102.       Аллергический метод диагностики инфекционных болезней.              

                Аллергены. В практике здравоохранения инфекционные и неинфекционные аллергены используют как для специфической диагностики заболеваний, так и для их специфической иммунотерапии. Аллергены применяют с целью выявления иммунологической перестройки организма в результате вакцинации или заболевания, а также для определения чувствительности больного к определенным лекарственным средствам. Основные требования к аллергенам — высокая чувствительность и специфичность. Микробные аллергены готовят из фильтратов бульонных культур (туберкулин, бруцеллин, гистоплазмин) или из клеток микроорганизмов аналогично химическим вакци­нам. Их контролируют и хранят аналогично другим бактериальным препаратам.

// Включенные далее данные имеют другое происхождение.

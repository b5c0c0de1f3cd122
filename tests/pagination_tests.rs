//! Page slicing, page-number windows, and the reset-on-change rule.

use cardex::domain::pagination::{
    controls_for, page_window, paginate, PageMark, PaginationState,
};

#[test]
fn twenty_five_items_at_page_size_twelve() {
    let items: Vec<u32> = (1..=25).collect();
    let page = paginate(&items, 12, 1);
    assert_eq!(page.total_pages, 3);
    assert_eq!(page.items.len(), 12);

    let last = paginate(&items, 12, 3);
    assert_eq!(last.items, vec![25]);
    assert_eq!(last.offset(), 24);
}

#[test]
fn empty_collection_still_has_one_page() {
    let items: Vec<u32> = Vec::new();
    let page = paginate(&items, 12, 1);
    assert_eq!(page.total_pages, 1);
    assert!(page.items.is_empty());
}

#[test]
fn out_of_range_page_is_clamped() {
    let items: Vec<u32> = (1..=5).collect();
    let page = paginate(&items, 12, 9);
    assert_eq!(page.current_page, 1);
    assert_eq!(page.items.len(), 5);
    let page = paginate(&items, 2, 0);
    assert_eq!(page.current_page, 1);
}

#[test]
fn collection_change_resets_to_page_one() {
    let full: Vec<u32> = (1..=25).collect();
    let mut state = PaginationState::new(12);
    state.set_page(3);
    assert_eq!(state.page_of(&full).current_page, 3);

    // a narrowing search replaces the collection
    let narrowed: Vec<u32> = (1..=5).collect();
    state.collection_changed();
    let page = state.page_of(&narrowed);
    assert_eq!(page.current_page, 1);
    assert_eq!(page.items.len(), 5);
}

#[test]
fn window_shows_first_last_and_radius() {
    let marks = page_window(5, 9, 2);
    assert_eq!(
        marks,
        vec![
            PageMark::Page(1),
            PageMark::Gap,
            PageMark::Page(3),
            PageMark::Page(4),
            PageMark::Page(5),
            PageMark::Page(6),
            PageMark::Page(7),
            PageMark::Gap,
            PageMark::Page(9),
        ]
    );
}

#[test]
fn window_collapses_each_gap_to_one_marker() {
    let marks = page_window(1, 30, 2);
    let gaps = marks.iter().filter(|m| matches!(m, PageMark::Gap)).count();
    assert_eq!(gaps, 1);
    assert_eq!(marks.first(), Some(&PageMark::Page(1)));
    assert_eq!(marks.last(), Some(&PageMark::Page(30)));
    // never two adjacent gaps anywhere
    for pair in marks.windows(2) {
        assert!(!matches!(pair, [PageMark::Gap, PageMark::Gap]));
    }
}

#[test]
fn window_without_gaps_when_everything_fits() {
    let marks = page_window(2, 4, 2);
    assert_eq!(
        marks,
        vec![
            PageMark::Page(1),
            PageMark::Page(2),
            PageMark::Page(3),
            PageMark::Page(4),
        ]
    );
}

#[test]
fn no_controls_when_collection_fits_one_page() {
    let items: Vec<u32> = (1..=12).collect();
    let page = paginate(&items, 12, 1);
    assert!(controls_for(&page, 12, 2).is_empty());

    let items: Vec<u32> = (1..=13).collect();
    let page = paginate(&items, 12, 1);
    assert!(!controls_for(&page, 12, 2).is_empty());
}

Инфекционные аллергены представлены аллергенами грибов, условно-патогенных и патогенных микроорганизмов.

Аллергодиагностика инфекционных болезней основана на способности кожи человека, сенсибилизированного к аллергену определенного микроорганизма, реагировать на его внутрикожное введение развитием аллергической реакции. Аллергены наиболее часто вводят накожно (проба Пирке), внутрикожно (проба Манту) в объеме 0,1 мл в ладонную поверхность предплечья или методом укола — прик-тесты, а также провокационные тесты. При положительной реакции на месте нанесения аллергена на­блюдается покраснение и припухлость. В последние годы в практику внедрены препараты для сухого прик-теста, представляющие собой металлические ланцеты с фиксированным на них сухим стандартизованным аллергеном. Все диагностические кожные аллергические реакции учитываются через 20 минут (реакция немедленного типа) и через 24-48 часов (реакция замедленного типа).

Диагностика аллергии может осуществляться также с помощью реакций in vitro (радиоаллергосорбентный, радиоиммунный тесты, иммуноблотинг, иммуноферментный анализ, реакция торможения миграции лейкоцитов — РТМЛ, тест ППН — показатель повреждения нейтрофилов).

Бактериальные аллергены, как правило, используются для диагностики, реже – для специфической иммунотерапии различных хронических и рецидивирующих инфекционно-аллергических заболеваний (инфекционно-аллергическая форма бронхиальной астмы, хроническая пневмония, хронические тонзиллит, отит, синусит, бронхоэктатическая болезнь, полиартриты, энтериты, гастриты и т.д.).

Бактериальные аллергены представляют собой белковые термостабильные фракции бульонных культур соответствующих видов микроорганизмов, полученные путем осаждения уксусной кислотой с последующим растворением осадка боратно-солевым буфером. Аллергены стандартизуются по белковому азоту. С целью диагностики  бактериальные аллергены вводят внутрикожно. В практических целях наибольшую значимость имеет применение аллергенов с целью постановки кожных аллергических проб для диагностики туберкулеза, бруцеллеза, туляремии, сибирской язвы.

Грибковые аллергены представляют собой водно-солевые растворы гликопротеидов  мицелия грибов. Стандартизуются эти препараты по белковому азоту и применяются в диагностических целях для постановки внутрикожных аллергических проб при кандидамикозах, плесневых и некоторых других микозах.